**Task prompt**
Every line of the data must be copied exactly.

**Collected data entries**
══════════
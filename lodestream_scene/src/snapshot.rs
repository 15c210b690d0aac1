use std::collections::HashMap;

use crate::Slug;

/// Solid angle of a full sphere around the viewer, in steradians.
pub const MAX_SOLID_ANGLE: f64 = 4.0 * std::f64::consts::PI;

/// Camera position and view direction at one instant.
#[derive(Debug, Clone, Copy, PartialEq)]
pub struct CameraPose {
    pub position: glam::Vec3,
    pub forward: glam::Vec3,
}

impl CameraPose {
    pub fn new(position: glam::Vec3, forward: glam::Vec3) -> Self {
        Self {
            position,
            forward: forward.normalize_or(glam::Vec3::NEG_Z),
        }
    }

    /// How closely `target` sits to the view direction, as
    /// `1 - deviation_degrees / 360`.
    ///
    /// 1.0 when the target lies dead ahead, 0.5 at a 180 degree deviation.
    /// A target coincident with the camera counts as dead ahead.
    pub fn view_alignment(&self, target: glam::Vec3) -> f64 {
        let to_target = target - self.position;
        if to_target.length_squared() == 0.0 {
            return 1.0;
        }
        let forward = self.forward.normalize_or(glam::Vec3::NEG_Z);
        let deviation = forward.angle_between(to_target).to_degrees() as f64;
        1.0 - deviation / 360.0
    }
}

/// World-space bounding sphere of one entity.
#[derive(Debug, Clone, Copy, PartialEq)]
pub struct BoundingSphere {
    pub center: glam::Vec3,
    pub radius: f32,
}

impl BoundingSphere {
    pub fn new(center: glam::Vec3, radius: f32) -> Self {
        Self { center, radius }
    }

    /// Apparent solid angle of the sphere seen from `eye`, normalized
    /// against [`MAX_SOLID_ANGLE`] so the result lies in [0, 1].
    ///
    /// An eye inside the sphere subtends the maximum, 1.0.
    pub fn solid_angle_from(&self, eye: glam::Vec3) -> f64 {
        let distance = (self.center - eye).length() as f64;
        let radius = self.radius as f64;
        if distance <= radius {
            return 1.0;
        }
        let sin_alpha = radius / distance;
        let cos_alpha = (1.0 - sin_alpha * sin_alpha).sqrt();
        2.0 * std::f64::consts::PI * (1.0 - cos_alpha) / MAX_SOLID_ANGLE
    }
}

/// Read-only view of the camera now and at two predicted future instants,
/// plus each entity's bounding sphere.
///
/// Produced by the rendering/motion collaborator once per scheduling tick.
#[derive(Debug, Clone)]
pub struct VisibilitySnapshot {
    poses: [CameraPose; 3],
    bounds: HashMap<Slug, BoundingSphere>,
}

impl VisibilitySnapshot {
    /// Snapshot from the current pose and two predicted horizon poses.
    pub fn new(now: CameraPose, predicted: [CameraPose; 2]) -> Self {
        Self {
            poses: [now, predicted[0], predicted[1]],
            bounds: HashMap::new(),
        }
    }

    /// Snapshot for a camera that is not moving.
    pub fn fixed(pose: CameraPose) -> Self {
        Self::new(pose, [pose, pose])
    }

    pub fn insert(&mut self, slug: Slug, sphere: BoundingSphere) {
        self.bounds.insert(slug, sphere);
    }

    pub fn with_entity(mut self, slug: impl Into<Slug>, sphere: BoundingSphere) -> Self {
        self.insert(slug.into(), sphere);
        self
    }

    /// Poses at now and the two prediction horizons, in that order.
    pub fn poses(&self) -> &[CameraPose; 3] {
        &self.poses
    }

    pub fn bounds(&self, slug: &Slug) -> Option<&BoundingSphere> {
        self.bounds.get(slug)
    }
}

#[cfg(test)]
mod tests {
    use super::*;
    use glam::Vec3;

    #[test]
    fn solid_angle_is_normalized() {
        let sphere = BoundingSphere::new(Vec3::new(0.0, 0.0, 10.0), 2.0);
        for distance in [2.5_f32, 5.0, 50.0, 5000.0] {
            let eye = Vec3::new(0.0, 0.0, 10.0 - distance);
            let sa = sphere.solid_angle_from(eye);
            assert!(sa > 0.0 && sa < 1.0, "solid angle {sa} out of range");
        }
    }

    #[test]
    fn solid_angle_maxes_inside_sphere() {
        let sphere = BoundingSphere::new(Vec3::ZERO, 3.0);
        assert_eq!(sphere.solid_angle_from(Vec3::new(1.0, 1.0, 1.0)), 1.0);
        // On the surface counts as inside.
        assert_eq!(sphere.solid_angle_from(Vec3::new(3.0, 0.0, 0.0)), 1.0);
    }

    #[test]
    fn solid_angle_matches_closed_form() {
        // r = 1, d = 2: sin = 1/2, cos = sqrt(3)/2, omega = 2pi(1 - cos)
        let sphere = BoundingSphere::new(Vec3::new(2.0, 0.0, 0.0), 1.0);
        let expected = (1.0 - (0.75_f64).sqrt()) / 2.0;
        let got = sphere.solid_angle_from(Vec3::ZERO);
        assert!((got - expected).abs() < 1e-9, "{got} vs {expected}");
    }

    #[test]
    fn solid_angle_shrinks_with_distance() {
        let sphere = BoundingSphere::new(Vec3::ZERO, 1.0);
        let near = sphere.solid_angle_from(Vec3::new(2.0, 0.0, 0.0));
        let far = sphere.solid_angle_from(Vec3::new(20.0, 0.0, 0.0));
        assert!(near > far);
    }

    #[test]
    fn view_alignment_ahead_and_behind() {
        let pose = CameraPose::new(Vec3::ZERO, Vec3::X);
        assert_eq!(pose.view_alignment(Vec3::new(5.0, 0.0, 0.0)), 1.0);
        let behind = pose.view_alignment(Vec3::new(-5.0, 0.0, 0.0));
        assert!((behind - 0.5).abs() < 1e-6);
    }

    #[test]
    fn view_alignment_of_coincident_target() {
        let pose = CameraPose::new(Vec3::splat(3.0), Vec3::Y);
        assert_eq!(pose.view_alignment(Vec3::splat(3.0)), 1.0);
    }

    #[test]
    fn fixed_snapshot_repeats_pose() {
        let pose = CameraPose::new(Vec3::ZERO, Vec3::Z);
        let snapshot = VisibilitySnapshot::fixed(pose)
            .with_entity("tree", BoundingSphere::new(Vec3::new(0.0, 0.0, 4.0), 1.0));
        assert_eq!(snapshot.poses(), &[pose, pose, pose]);
        assert!(snapshot.bounds(&Slug::new("tree")).is_some());
        assert!(snapshot.bounds(&Slug::new("rock")).is_none());
    }
}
══════════
**Solved problem**
filename lodestream_scene/src/snapshot.rs
repository 15c210b690d0aac1
use std::collections::HashMap;

use crate::Slug;

/// Solid angle of a full sphere around the viewer, in steradians.
pub const MAX_SOLID_ANGLE: f64 = 4.0 * std::f64::consts::PI;

/// Camera position and view direction at one instant.
#[derive(Debug, Clone, Copy, PartialEq)]
pub struct CameraPose {
    pub position: glam::Vec3,
    pub forward: glam::Vec3,
}

impl CameraPose {
    pub fn new(position: glam::Vec3, forward: glam::Vec3) -> Self {
        Self {
            position,
            forward: forward.normalize_or(glam::Vec3::NEG_Z),
        }
    }

    /// How closely `target` sits to the view direction, as
    /// `1 - deviation_degrees / 360`.
    ///
    /// 1.0 when the target lies dead ahead, 0.5 at a 180 degree deviation.
    /// A target coincident with the camera counts as dead ahead.
    pub fn view_alignment(&self, target: glam::Vec3) -> f64 {
        let to_target = target - self.position;
        if to_target.length_squared() == 0.0 {
            return 1.0;
        }
        let forward = self.forward.normalize_or(glam::Vec3::NEG_Z);
        let deviation = forward.angle_between(to_target).to_degrees() as f64;
        1.0 - deviation / 360.0
    }
}

/// World-space bounding sphere of one entity.
#[derive(Debug, Clone, Copy, PartialEq)]
pub struct BoundingSphere {
    pub center: glam::Vec3,
    pub radius: f32,
}

impl BoundingSphere {
    pub fn new(center: glam::Vec3, radius: f32) -> Self {
        Self { center, radius }
    }

    /// Apparent solid angle of the sphere seen from `eye`, normalized
    /// against [`MAX_SOLID_ANGLE`] so the result lies in [0, 1].
    ///
    /// An eye inside the sphere subtends the maximum, 1.0.
    pub fn solid_angle_from(&self, eye: glam::Vec3) -> f64 {
        let distance = (self.center - eye).length() as f64;
        let radius = self.radius as f64;
        if distance <= radius {
            return 1.0;
        }
        let sin_alpha = radius / distance;
        let cos_alpha = (1.0 - sin_alpha * sin_alpha).sqrt();
        2.0 * std::f64::consts::PI * (1.0 - cos_alpha) / MAX_SOLID_ANGLE
    }
}

/// Read-only view of the camera now and at two predicted future instants,
/// plus each entity's bounding sphere.
///
/// Produced by the rendering/motion collaborator once per scheduling tick.
#[derive(Debug, Clone)]
pub struct VisibilitySnapshot {
    poses: [CameraPose; 3],
    bounds: HashMap<Slug, BoundingSphere>,
}

impl VisibilitySnapshot {
    /// Snapshot from the current pose and two predicted horizon poses.
    pub fn new(now: CameraPose, predicted: [CameraPose; 2]) -> Self {
        Self {
            poses: [now, predicted[0], predicted[1]],
            bounds: HashMap::new(),
        }
    }

    /// Snapshot for a camera that is not moving.
    pub fn fixed(pose: CameraPose) -> Self {
        Self::new(pose, [pose, pose])
    }

    pub fn insert(&mut self, slug: Slug, sphere: BoundingSphere) {
        self.bounds.insert(slug, sphere);
    }

    pub fn with_entity(mut self, slug: impl Into<Slug>, sphere: BoundingSphere) -> Self {
        self.insert(slug.into(), sphere);
        self
    }

    /// Poses at now and the two prediction horizons, in that order.
    pub fn poses(&self) -> &[CameraPose; 3] {
        &self.poses
    }

    pub fn bounds(&self, slug: &Slug) -> Option<&BoundingSphere> {
        self.bounds.get(slug)
    }
}

#[cfg(test)]
mod tests {
    use super::*;
    use glam::Vec3;

    #[test]
    fn solid_angle_is_normalized() {
        let sphere = BoundingSphere::new(Vec3::new(0.0, 0.0, 10.0), 2.0);
        for distance in [2.5_f32, 5.0, 50.0, 5000.0] {
            let eye = Vec3::new(0.0, 0.0, 10.0 - distance);
            let sa = sphere.solid_angle_from(eye);
            assert!(sa > 0.0 && sa < 1.0, "solid angle {sa} out of range");
        }
    }

    #[test]
    fn solid_angle_maxes_inside_sphere() {
        let sphere = BoundingSphere::new(Vec3::ZERO, 3.0);
        assert_eq!(sphere.solid_angle_from(Vec3::new(1.0, 1.0, 1.0)), 1.0);
        // On the surface counts as inside.
        assert_eq!(sphere.solid_angle_from(Vec3::new(3.0, 0.0, 0.0)), 1.0);
    }

    #[test]
    fn solid_angle_matches_closed_form() {
        // r = 1, d = 2: sin = 1/2, cos = sqrt(3)/2, omega = 2pi(1 - cos)
        let sphere = BoundingSphere::new(Vec3::new(2.0, 0.0, 0.0), 1.0);
        let expected = (1.0 - (0.75_f64).sqrt()) / 2.0;
        let got = sphere.solid_angle_from(Vec3::ZERO);
        assert!((got - expected).abs() < 1e-9, "{got} vs {expected}");
    }

    #[test]
    fn solid_angle_shrinks_with_distance() {
        let sphere = BoundingSphere::new(Vec3::ZERO, 1.0);
        let near = sphere.solid_angle_from(Vec3::new(2.0, 0.0, 0.0));
        let far = sphere.solid_angle_from(Vec3::new(20.0, 0.0, 0.0));
        assert!(near > far);
    }

    #[test]
    fn view_alignment_ahead_and_behind() {
        let pose = CameraPose::new(Vec3::ZERO, Vec3::X);
        assert_eq!(pose.view_alignment(Vec3::new(5.0, 0.0, 0.0)), 1.0);
        let behind = pose.view_alignment(Vec3::new(-5.0, 0.0, 0.0));
        assert!((behind - 0.5).abs() < 1e-6);
    }

    #[test]
    fn view_alignment_of_coincident_target() {
        let pose = CameraPose::new(Vec3::splat(3.0), Vec3::Y);
        assert_eq!(pose.view_alignment(Vec3::splat(3.0)), 1.0);
    }

    #[test]
    fn fixed_snapshot_repeats_pose() {
        let pose = CameraPose::new(Vec3::ZERO, Vec3::Z);
        let snapshot = VisibilitySnapshot::fixed(pose)
            .with_entity("tree", BoundingSphere::new(Vec3::new(0.0, 0.0, 4.0), 1.0));
        assert_eq!(snapshot.poses(), &[pose, pose, pose]);
        assert!(snapshot.bounds(&Slug::new("tree")).is_some());
        assert!(snapshot.bounds(&Slug::new("rock")).is_none());
    }
}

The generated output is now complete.